(Saved entries)
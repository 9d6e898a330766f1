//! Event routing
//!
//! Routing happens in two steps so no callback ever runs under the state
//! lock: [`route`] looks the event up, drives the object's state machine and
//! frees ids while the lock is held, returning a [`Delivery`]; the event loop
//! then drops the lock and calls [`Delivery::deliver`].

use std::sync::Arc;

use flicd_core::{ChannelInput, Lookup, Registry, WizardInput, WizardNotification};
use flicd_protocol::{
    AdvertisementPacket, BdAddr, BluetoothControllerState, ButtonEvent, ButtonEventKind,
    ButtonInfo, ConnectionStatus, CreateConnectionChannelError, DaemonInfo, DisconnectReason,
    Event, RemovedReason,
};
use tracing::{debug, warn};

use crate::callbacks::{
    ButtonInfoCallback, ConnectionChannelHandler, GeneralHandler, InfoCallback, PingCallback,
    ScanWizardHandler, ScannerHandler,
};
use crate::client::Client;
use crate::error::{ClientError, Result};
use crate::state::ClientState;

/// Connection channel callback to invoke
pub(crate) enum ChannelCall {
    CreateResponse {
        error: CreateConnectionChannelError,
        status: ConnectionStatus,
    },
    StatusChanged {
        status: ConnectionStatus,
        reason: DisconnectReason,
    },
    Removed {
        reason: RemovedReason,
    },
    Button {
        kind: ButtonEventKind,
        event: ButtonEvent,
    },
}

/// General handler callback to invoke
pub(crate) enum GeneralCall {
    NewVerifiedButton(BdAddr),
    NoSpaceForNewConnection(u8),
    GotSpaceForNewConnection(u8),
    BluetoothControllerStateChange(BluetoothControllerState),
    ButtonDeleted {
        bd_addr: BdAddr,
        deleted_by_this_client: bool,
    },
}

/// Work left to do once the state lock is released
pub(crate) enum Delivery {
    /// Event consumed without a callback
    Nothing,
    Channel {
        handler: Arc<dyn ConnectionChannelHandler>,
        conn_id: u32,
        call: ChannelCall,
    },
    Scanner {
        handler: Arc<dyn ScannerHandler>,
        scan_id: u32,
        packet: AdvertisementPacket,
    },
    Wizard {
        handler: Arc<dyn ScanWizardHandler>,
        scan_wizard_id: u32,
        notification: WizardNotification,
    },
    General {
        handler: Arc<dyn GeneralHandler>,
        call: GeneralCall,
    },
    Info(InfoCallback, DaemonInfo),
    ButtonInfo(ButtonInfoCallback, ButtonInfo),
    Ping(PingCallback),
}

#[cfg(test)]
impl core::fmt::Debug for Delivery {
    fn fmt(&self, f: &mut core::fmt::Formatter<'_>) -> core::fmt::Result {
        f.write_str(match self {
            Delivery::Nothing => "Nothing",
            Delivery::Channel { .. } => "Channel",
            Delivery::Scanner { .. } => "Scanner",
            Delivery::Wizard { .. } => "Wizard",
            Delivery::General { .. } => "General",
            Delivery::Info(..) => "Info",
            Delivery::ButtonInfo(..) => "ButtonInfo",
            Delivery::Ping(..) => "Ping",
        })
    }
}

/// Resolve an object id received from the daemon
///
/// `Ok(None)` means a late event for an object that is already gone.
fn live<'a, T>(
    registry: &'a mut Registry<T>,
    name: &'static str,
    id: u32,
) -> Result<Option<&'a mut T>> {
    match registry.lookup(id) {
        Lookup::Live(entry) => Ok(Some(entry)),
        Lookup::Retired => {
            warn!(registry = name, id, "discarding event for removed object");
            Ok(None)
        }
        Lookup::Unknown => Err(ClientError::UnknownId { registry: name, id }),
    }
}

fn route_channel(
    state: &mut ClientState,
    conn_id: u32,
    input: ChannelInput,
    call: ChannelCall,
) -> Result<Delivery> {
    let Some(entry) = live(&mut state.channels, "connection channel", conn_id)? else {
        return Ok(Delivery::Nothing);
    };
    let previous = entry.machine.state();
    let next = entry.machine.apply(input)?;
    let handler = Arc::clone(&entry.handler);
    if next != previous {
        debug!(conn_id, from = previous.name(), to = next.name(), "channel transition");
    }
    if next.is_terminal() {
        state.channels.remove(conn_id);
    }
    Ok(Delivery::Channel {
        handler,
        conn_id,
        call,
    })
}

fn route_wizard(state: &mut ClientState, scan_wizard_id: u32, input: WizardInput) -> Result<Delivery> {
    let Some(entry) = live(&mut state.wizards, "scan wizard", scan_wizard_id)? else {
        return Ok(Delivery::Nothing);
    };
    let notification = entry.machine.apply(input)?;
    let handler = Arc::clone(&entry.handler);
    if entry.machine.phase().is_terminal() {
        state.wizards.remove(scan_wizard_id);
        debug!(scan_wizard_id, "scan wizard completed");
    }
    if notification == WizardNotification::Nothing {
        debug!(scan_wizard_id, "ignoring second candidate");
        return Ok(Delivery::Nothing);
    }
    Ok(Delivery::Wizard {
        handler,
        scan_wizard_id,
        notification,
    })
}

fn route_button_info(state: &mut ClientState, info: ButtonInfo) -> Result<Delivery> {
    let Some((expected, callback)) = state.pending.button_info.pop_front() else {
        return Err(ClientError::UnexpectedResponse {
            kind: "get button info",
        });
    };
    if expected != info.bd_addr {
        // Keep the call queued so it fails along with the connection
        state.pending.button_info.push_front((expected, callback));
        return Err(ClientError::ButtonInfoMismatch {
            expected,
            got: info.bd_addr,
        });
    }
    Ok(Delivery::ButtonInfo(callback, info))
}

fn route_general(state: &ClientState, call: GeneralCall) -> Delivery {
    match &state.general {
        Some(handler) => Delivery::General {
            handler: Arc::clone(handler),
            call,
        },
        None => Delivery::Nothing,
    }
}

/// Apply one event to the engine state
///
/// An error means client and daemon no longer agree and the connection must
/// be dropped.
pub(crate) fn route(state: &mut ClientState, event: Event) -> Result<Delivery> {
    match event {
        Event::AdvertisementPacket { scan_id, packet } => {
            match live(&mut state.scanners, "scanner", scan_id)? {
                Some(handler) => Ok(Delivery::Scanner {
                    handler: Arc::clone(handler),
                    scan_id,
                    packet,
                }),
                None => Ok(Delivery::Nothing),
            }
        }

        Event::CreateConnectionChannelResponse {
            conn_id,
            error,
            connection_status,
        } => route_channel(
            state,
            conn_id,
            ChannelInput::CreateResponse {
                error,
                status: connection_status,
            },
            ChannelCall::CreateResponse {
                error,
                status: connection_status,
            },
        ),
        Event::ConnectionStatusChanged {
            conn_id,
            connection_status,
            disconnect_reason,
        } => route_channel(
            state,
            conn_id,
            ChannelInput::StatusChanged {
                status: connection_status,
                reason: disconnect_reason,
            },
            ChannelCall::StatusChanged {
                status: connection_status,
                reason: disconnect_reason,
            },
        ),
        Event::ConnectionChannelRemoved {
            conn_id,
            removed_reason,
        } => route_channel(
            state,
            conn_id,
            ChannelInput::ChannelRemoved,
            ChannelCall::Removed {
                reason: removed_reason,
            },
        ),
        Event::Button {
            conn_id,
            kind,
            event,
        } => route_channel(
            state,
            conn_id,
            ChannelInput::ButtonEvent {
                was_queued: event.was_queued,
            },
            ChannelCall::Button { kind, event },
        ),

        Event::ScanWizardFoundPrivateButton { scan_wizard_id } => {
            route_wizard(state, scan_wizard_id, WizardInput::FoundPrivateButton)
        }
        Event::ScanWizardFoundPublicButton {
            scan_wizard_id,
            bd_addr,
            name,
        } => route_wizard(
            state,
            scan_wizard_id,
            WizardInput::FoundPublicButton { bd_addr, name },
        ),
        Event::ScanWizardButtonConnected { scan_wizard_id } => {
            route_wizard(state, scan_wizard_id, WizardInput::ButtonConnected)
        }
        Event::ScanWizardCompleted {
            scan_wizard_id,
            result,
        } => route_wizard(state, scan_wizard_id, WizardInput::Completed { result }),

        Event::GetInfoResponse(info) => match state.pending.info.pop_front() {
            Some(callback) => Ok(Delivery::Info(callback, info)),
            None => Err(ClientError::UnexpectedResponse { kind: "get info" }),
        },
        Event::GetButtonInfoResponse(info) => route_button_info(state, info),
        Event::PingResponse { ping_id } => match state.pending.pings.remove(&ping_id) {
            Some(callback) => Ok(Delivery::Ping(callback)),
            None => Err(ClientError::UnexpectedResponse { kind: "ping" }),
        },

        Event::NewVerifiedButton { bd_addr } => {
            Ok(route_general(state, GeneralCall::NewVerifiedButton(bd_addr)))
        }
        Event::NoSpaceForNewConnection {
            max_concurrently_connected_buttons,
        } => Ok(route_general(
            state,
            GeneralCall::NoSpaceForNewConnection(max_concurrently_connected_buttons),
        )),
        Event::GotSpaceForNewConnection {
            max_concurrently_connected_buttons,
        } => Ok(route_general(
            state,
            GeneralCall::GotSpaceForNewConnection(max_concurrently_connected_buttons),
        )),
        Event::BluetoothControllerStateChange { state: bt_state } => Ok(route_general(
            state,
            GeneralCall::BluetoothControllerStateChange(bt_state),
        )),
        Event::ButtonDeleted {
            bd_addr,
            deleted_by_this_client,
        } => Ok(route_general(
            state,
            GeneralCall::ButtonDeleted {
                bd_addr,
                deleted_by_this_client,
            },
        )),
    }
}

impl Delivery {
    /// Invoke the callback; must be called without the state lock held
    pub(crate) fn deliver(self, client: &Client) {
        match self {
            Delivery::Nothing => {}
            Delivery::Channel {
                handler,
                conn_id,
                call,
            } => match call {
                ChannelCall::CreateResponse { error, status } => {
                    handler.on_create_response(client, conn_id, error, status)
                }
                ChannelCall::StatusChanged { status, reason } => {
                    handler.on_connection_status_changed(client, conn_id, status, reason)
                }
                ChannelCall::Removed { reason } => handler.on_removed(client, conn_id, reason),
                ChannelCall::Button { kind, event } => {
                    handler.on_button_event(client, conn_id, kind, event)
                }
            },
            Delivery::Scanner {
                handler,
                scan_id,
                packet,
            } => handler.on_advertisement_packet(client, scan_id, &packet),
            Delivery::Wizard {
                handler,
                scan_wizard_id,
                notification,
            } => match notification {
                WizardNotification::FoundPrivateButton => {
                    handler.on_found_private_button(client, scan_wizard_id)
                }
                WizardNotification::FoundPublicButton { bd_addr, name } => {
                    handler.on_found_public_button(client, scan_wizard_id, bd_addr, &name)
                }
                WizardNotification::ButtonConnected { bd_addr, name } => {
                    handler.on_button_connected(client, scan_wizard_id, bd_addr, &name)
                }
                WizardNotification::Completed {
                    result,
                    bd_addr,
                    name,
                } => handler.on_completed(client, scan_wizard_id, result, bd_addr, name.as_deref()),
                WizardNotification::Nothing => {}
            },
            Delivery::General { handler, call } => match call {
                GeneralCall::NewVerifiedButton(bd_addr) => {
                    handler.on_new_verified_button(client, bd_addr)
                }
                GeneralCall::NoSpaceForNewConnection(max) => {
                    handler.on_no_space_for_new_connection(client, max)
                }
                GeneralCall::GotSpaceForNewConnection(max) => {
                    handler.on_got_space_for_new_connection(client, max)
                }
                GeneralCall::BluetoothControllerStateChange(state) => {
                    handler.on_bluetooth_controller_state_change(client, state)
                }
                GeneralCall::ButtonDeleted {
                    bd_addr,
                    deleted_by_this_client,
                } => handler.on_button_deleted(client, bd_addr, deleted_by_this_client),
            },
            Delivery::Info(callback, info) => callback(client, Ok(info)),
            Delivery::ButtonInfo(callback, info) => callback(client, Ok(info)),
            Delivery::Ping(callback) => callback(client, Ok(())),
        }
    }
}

■ What the task requires: Pick each line holding the word "ScanWizardHandler" out of the data and copy it.

■ Exercise solution:
    ScanWizardHandler, ScannerHandler,
        handler: Arc<dyn ScanWizardHandler>,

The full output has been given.